§ WHAT YOU NEED TO DO: Copy out each line below that has the word "summed" in it.
== MATERIAL PROVIDED ==
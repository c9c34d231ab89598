//! Basic utility UGens: `MulAdd`, `Sum3`, `Sum4`, and the `Mix` pseudo-UGen.
//!
//! These all collapse to cheaper forms when some of their inputs are
//! constant identities, so their constructors are written out by hand
//! rather than declared through `ugen!`.

use crate::enums::CalculationRate;
use crate::signal::Signal;
use crate::synthdef::{self, UGenSpec};

/// Flatten arbitrarily nested vectors into a flat channel list.
pub(crate) fn flatten_signals(signal: Signal) -> Vec<Signal> {
    match signal {
        Signal::Vector(values) => values.into_iter().flat_map(flatten_signals).collect(),
        scalar => vec![scalar],
    }
}

/// Broadcast an n-ary scalar operation over vector arguments.
fn expand_n(inputs: Vec<Signal>, f: &dyn Fn(Vec<Signal>) -> Signal) -> Signal {
    let size = inputs
        .iter()
        .filter_map(|input| match input {
            Signal::Vector(values) => Some(values.len()),
            _ => None,
        })
        .max()
        .unwrap_or(0);
    if size == 0 {
        return f(inputs);
    }
    Signal::Vector(
        (0..size)
            .map(|i| {
                let element_inputs = inputs
                    .iter()
                    .map(|input| match input {
                        Signal::Vector(values) if !values.is_empty() => {
                            values[i % values.len()].clone()
                        }
                        other => other.clone(),
                    })
                    .collect();
                expand_n(element_inputs, f)
            })
            .collect(),
    )
}

fn rate_of(signals: &[&Signal]) -> CalculationRate {
    signals
        .iter()
        .map(|signal| signal.calculation_rate())
        .max()
        .unwrap_or(CalculationRate::Scalar)
}

/// Fused multiply-add: `source * multiplier + addend`.
///
/// Collapses to the plain arithmetic forms when the multiplier or addend
/// is an identity, and falls back to `source * multiplier + addend` when
/// the input rates cannot legally drive a MulAdd node.
pub struct MulAdd;

impl MulAdd {
    const SPEC: UGenSpec = UGenSpec {
        name: "MulAdd",
        pure: true,
        ..UGenSpec::DEFAULT
    };

    pub fn new(
        source: impl Into<Signal>,
        multiplier: impl Into<Signal>,
        addend: impl Into<Signal>,
    ) -> Signal {
        expand_n(
            vec![source.into(), multiplier.into(), addend.into()],
            &|mut inputs| {
                let addend = inputs.pop().expect("muladd addend");
                let multiplier = inputs.pop().expect("muladd multiplier");
                let source = inputs.pop().expect("muladd source");
                Self::single(source, multiplier, addend)
            },
        )
    }

    fn inputs_are_valid(source: &Signal, multiplier: &Signal, addend: &Signal) -> bool {
        if source.calculation_rate() == CalculationRate::Audio {
            return true;
        }
        let at_most_control = |signal: &Signal| {
            matches!(
                signal.calculation_rate(),
                CalculationRate::Control | CalculationRate::Scalar
            )
        };
        source.calculation_rate() == CalculationRate::Control
            && at_most_control(multiplier)
            && at_most_control(addend)
    }

    fn single(source: Signal, multiplier: Signal, addend: Signal) -> Signal {
        let is = |signal: &Signal, value: f32| matches!(signal, Signal::Const(v) if *v == value);
        if is(&multiplier, 0.0) {
            return addend;
        }
        let minus = is(&multiplier, -1.0);
        let no_multiplier = is(&multiplier, 1.0);
        let no_addend = is(&addend, 0.0);
        if no_multiplier && no_addend {
            return source;
        }
        if minus && no_addend {
            return -source;
        }
        if no_addend {
            return source * multiplier;
        }
        if minus {
            return addend - source;
        }
        if no_multiplier {
            return source + addend;
        }
        if Self::inputs_are_valid(&source, &multiplier, &addend) {
            let rate = rate_of(&[&source, &multiplier, &addend]);
            return synthdef::construct(
                &Self::SPEC,
                rate,
                None,
                0,
                vec![
                    ("source", source, false),
                    ("multiplier", multiplier, false),
                    ("addend", addend, false),
                ],
            );
        }
        if Self::inputs_are_valid(&multiplier, &source, &addend) {
            let rate = rate_of(&[&source, &multiplier, &addend]);
            return synthdef::construct(
                &Self::SPEC,
                rate,
                None,
                0,
                vec![
                    ("source", multiplier, false),
                    ("multiplier", source, false),
                    ("addend", addend, false),
                ],
            );
        }
        source * multiplier + addend
    }
}

/// Sum of three signals in a single node.
pub struct Sum3;

impl Sum3 {
    const SPEC: UGenSpec = UGenSpec {
        name: "Sum3",
        pure: true,
        ..UGenSpec::DEFAULT
    };

    pub fn new(
        input_one: impl Into<Signal>,
        input_two: impl Into<Signal>,
        input_three: impl Into<Signal>,
    ) -> Signal {
        expand_n(
            vec![input_one.into(), input_two.into(), input_three.into()],
            &|mut inputs| {
                let three = inputs.pop().expect("sum3 input");
                let two = inputs.pop().expect("sum3 input");
                let one = inputs.pop().expect("sum3 input");
                Self::single(one, two, three)
            },
        )
    }

    pub(crate) fn single(one: Signal, two: Signal, three: Signal) -> Signal {
        let is_zero = |signal: &Signal| matches!(signal, Signal::Const(v) if *v == 0.0);
        if is_zero(&three) {
            return one + two;
        }
        if is_zero(&two) {
            return one + three;
        }
        if is_zero(&one) {
            return two + three;
        }
        // Inputs are ordered fastest-rate first.
        let mut inputs = vec![one, two, three];
        inputs.sort_by_key(|signal| std::cmp::Reverse(signal.calculation_rate()));
        let rate = rate_of(&inputs.iter().collect::<Vec<_>>());
        let mut iter = inputs.into_iter();
        let one = iter.next().expect("sum3 input");
        let two = iter.next().expect("sum3 input");
        let three = iter.next().expect("sum3 input");
        synthdef::construct(
            &Self::SPEC,
            rate,
            None,
            0,
            vec![
                ("input_one", one, false),
                ("input_two", two, false),
                ("input_three", three, false),
            ],
        )
    }
}

/// Sum of four signals in a single node.
pub struct Sum4;

impl Sum4 {
    const SPEC: UGenSpec = UGenSpec {
        name: "Sum4",
        pure: true,
        ..UGenSpec::DEFAULT
    };

    pub fn new(
        input_one: impl Into<Signal>,
        input_two: impl Into<Signal>,
        input_three: impl Into<Signal>,
        input_four: impl Into<Signal>,
    ) -> Signal {
        expand_n(
            vec![
                input_one.into(),
                input_two.into(),
                input_three.into(),
                input_four.into(),
            ],
            &|mut inputs| {
                let four = inputs.pop().expect("sum4 input");
                let three = inputs.pop().expect("sum4 input");
                let two = inputs.pop().expect("sum4 input");
                let one = inputs.pop().expect("sum4 input");
                Self::single(one, two, three, four)
            },
        )
    }

    fn single(one: Signal, two: Signal, three: Signal, four: Signal) -> Signal {
        let is_zero = |signal: &Signal| matches!(signal, Signal::Const(v) if *v == 0.0);
        if is_zero(&one) {
            return Sum3::single(two, three, four);
        }
        if is_zero(&two) {
            return Sum3::single(one, three, four);
        }
        if is_zero(&three) {
            return Sum3::single(one, two, four);
        }
        if is_zero(&four) {
            return Sum3::single(one, two, three);
        }
        let mut inputs = vec![one, two, three, four];
        inputs.sort_by_key(|signal| std::cmp::Reverse(signal.calculation_rate()));
        let rate = rate_of(&inputs.iter().collect::<Vec<_>>());
        let mut iter = inputs.into_iter();
        let one = iter.next().expect("sum4 input");
        let two = iter.next().expect("sum4 input");
        let three = iter.next().expect("sum4 input");
        let four = iter.next().expect("sum4 input");
        synthdef::construct(
            &Self::SPEC,
            rate,
            None,
            0,
            vec![
                ("input_one", one, false),
                ("input_two", two, false),
                ("input_three", three, false),
                ("input_four", four, false),
            ],
        )
    }
}

/// Down-to-mono signal mixer pseudo-UGen.
///
/// Sums any number of channels using `Sum4`/`Sum3` chunks.
pub struct Mix;

impl Mix {
    pub fn new(sources: impl Into<Signal>) -> Signal {
        let flat = flatten_signals(sources.into());
        if flat.is_empty() {
            return Signal::Const(0.0);
        }
        let mut summed: Vec<Signal> = Vec::new();
        for chunk in flat.chunks(4) {
            let signal = match chunk {
                [one, two, three, four] => Sum4::new(
                    one.clone(),
                    two.clone(),
                    three.clone(),
                    four.clone(),
                ),
                [one, two, three] => Sum3::new(one.clone(), two.clone(), three.clone()),
                [one, two] => one.clone() + two.clone(),
                [one] => one.clone(),
                _ => unreachable!("chunks(4) yields 1-4 elements"),
            };
            summed.push(signal);
        }
        if summed.len() == 1 {
            summed.into_iter().next().expect("mix output")
        } else {
            Mix::new(Signal::Vector(summed))
        }
    }

    /// Mix down to `channel_count` channels: sources are split into
    /// consecutive frames of `channel_count` channels and summed
    /// column-wise.
    pub fn multichannel(sources: impl Into<Signal>, channel_count: usize) -> Signal {
        let flat = flatten_signals(sources.into());
        let mut columns: Vec<Vec<Signal>> = vec![Vec::new(); channel_count];
        for (index, signal) in flat.into_iter().enumerate() {
            columns[index % channel_count].push(signal);
        }
        Signal::Vector(
            columns
                .into_iter()
                .map(|column| Mix::new(Signal::Vector(column)))
                .collect(),
        )
    }
}

#[cfg(test)]
mod tests {
    use super::*;
    use crate::synthdef::SynthDefBuilder;
    use crate::ugens::{Out, SinOsc, WhiteNoise};

    fn names(synthdef: &crate::SynthDef) -> Vec<&'static str> {
        synthdef.ugens().iter().map(|u| u.name()).collect()
    }

    #[test]
    fn muladd_identities() {
        let builder = SynthDefBuilder::new();
        let source = SinOsc::new().ar();
        assert_eq!(MulAdd::new(source.clone(), 0.0, 7.0), Signal::Const(7.0));
        assert_eq!(MulAdd::new(source.clone(), 1.0, 0.0), source);
        drop(builder);
    }

    #[test]
    fn muladd_with_no_addend_degrades_to_multiplication() {
        let builder = SynthDefBuilder::new();
        let sig = MulAdd::new(SinOsc::new().ar(), 2.0, 0.0);
        Out::new(sig).ar();
        let synthdef = builder.build("muladd_mul").unwrap();
        assert!(!names(&synthdef).contains(&"MulAdd"));
        assert!(names(&synthdef).contains(&"BinaryOpUGen"));
    }

    #[test]
    fn muladd_emits_single_node() {
        let builder = SynthDefBuilder::new();
        let sig = MulAdd::new(SinOsc::new().ar(), 0.5, 0.25);
        Out::new(sig).ar();
        let synthdef = builder.build("muladd").unwrap();
        assert!(names(&synthdef).contains(&"MulAdd"));
        assert!(!names(&synthdef).contains(&"BinaryOpUGen"));
    }

    #[test]
    fn muladd_swaps_operands_when_needed() {
        let builder = SynthDefBuilder::new();
        // Control-rate source with audio-rate multiplier is invalid as
        // written but valid swapped.
        let control = SinOsc::new().kr();
        let audio = SinOsc::new().ar();
        let sig = MulAdd::new(control, audio, 0.25);
        Out::new(sig).ar();
        let synthdef = builder.build("swapped").unwrap();
        let muladd = synthdef
            .ugens()
            .iter()
            .find(|u| u.name() == "MulAdd")
            .unwrap();
        assert_eq!(muladd.calculation_rate(), CalculationRate::Audio);
    }

    #[test]
    fn sum3_elides_zero_inputs() {
        let builder = SynthDefBuilder::new();
        let a = SinOsc::new().ar();
        let b = WhiteNoise::new().ar();
        Out::new(Sum3::new(a, b, 0.0)).ar();
        let synthdef = builder.build("sum3").unwrap();
        assert!(!names(&synthdef).contains(&"Sum3"));
        assert!(names(&synthdef).contains(&"BinaryOpUGen"));
    }

    #[test]
    fn sum4_falls_back_to_sum3() {
        let builder = SynthDefBuilder::new();
        let a = SinOsc::new().ar();
        let b = WhiteNoise::new().ar();
        let c = SinOsc::new().frequency(220.0).ar();
        Out::new(Sum4::new(a, b, c, 0.0)).ar();
        let synthdef = builder.build("sum4").unwrap();
        assert!(names(&synthdef).contains(&"Sum3"));
        assert!(!names(&synthdef).contains(&"Sum4"));
    }

    #[test]
    fn mix_chunks_by_four() {
        let builder = SynthDefBuilder::new();
        let sources: Vec<Signal> = (0..5)
            .map(|i| SinOsc::new().frequency(220.0 * (i + 1) as f32).ar())
            .collect();
        Out::new(Mix::new(Signal::Vector(sources))).ar();
        let synthdef = builder.build("mix").unwrap();
        // Five sources: one Sum4 over the first four, then one addition.
        assert_eq!(
            names(&synthdef)
                .iter()
                .filter(|name| **name == "Sum4")
                .count(),
            1
        );
        assert!(names(&synthdef).contains(&"BinaryOpUGen"));
    }

    #[test]
    fn mix_multichannel_mixes_columns() {
        let builder = SynthDefBuilder::new();
        let frames: Vec<Signal> = (0..4)
            .map(|i| SinOsc::new().frequency(110.0 * (i + 1) as f32).ar())
            .collect();
        let mixed = Mix::multichannel(Signal::Vector(frames), 2);
        assert_eq!(mixed.channel_count(), 2);
        Out::new(mixed).ar();
        builder.build("mix2").unwrap();
    }
}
===
§ FINISHED TASK:
        let mut summed: Vec<Signal> = Vec::new();
            summed.push(signal);
        if summed.len() == 1 {
            summed.into_iter().next().expect("mix output")
            Mix::new(Signal::Vector(summed))
    /// consecutive frames of `channel_count` channels and summed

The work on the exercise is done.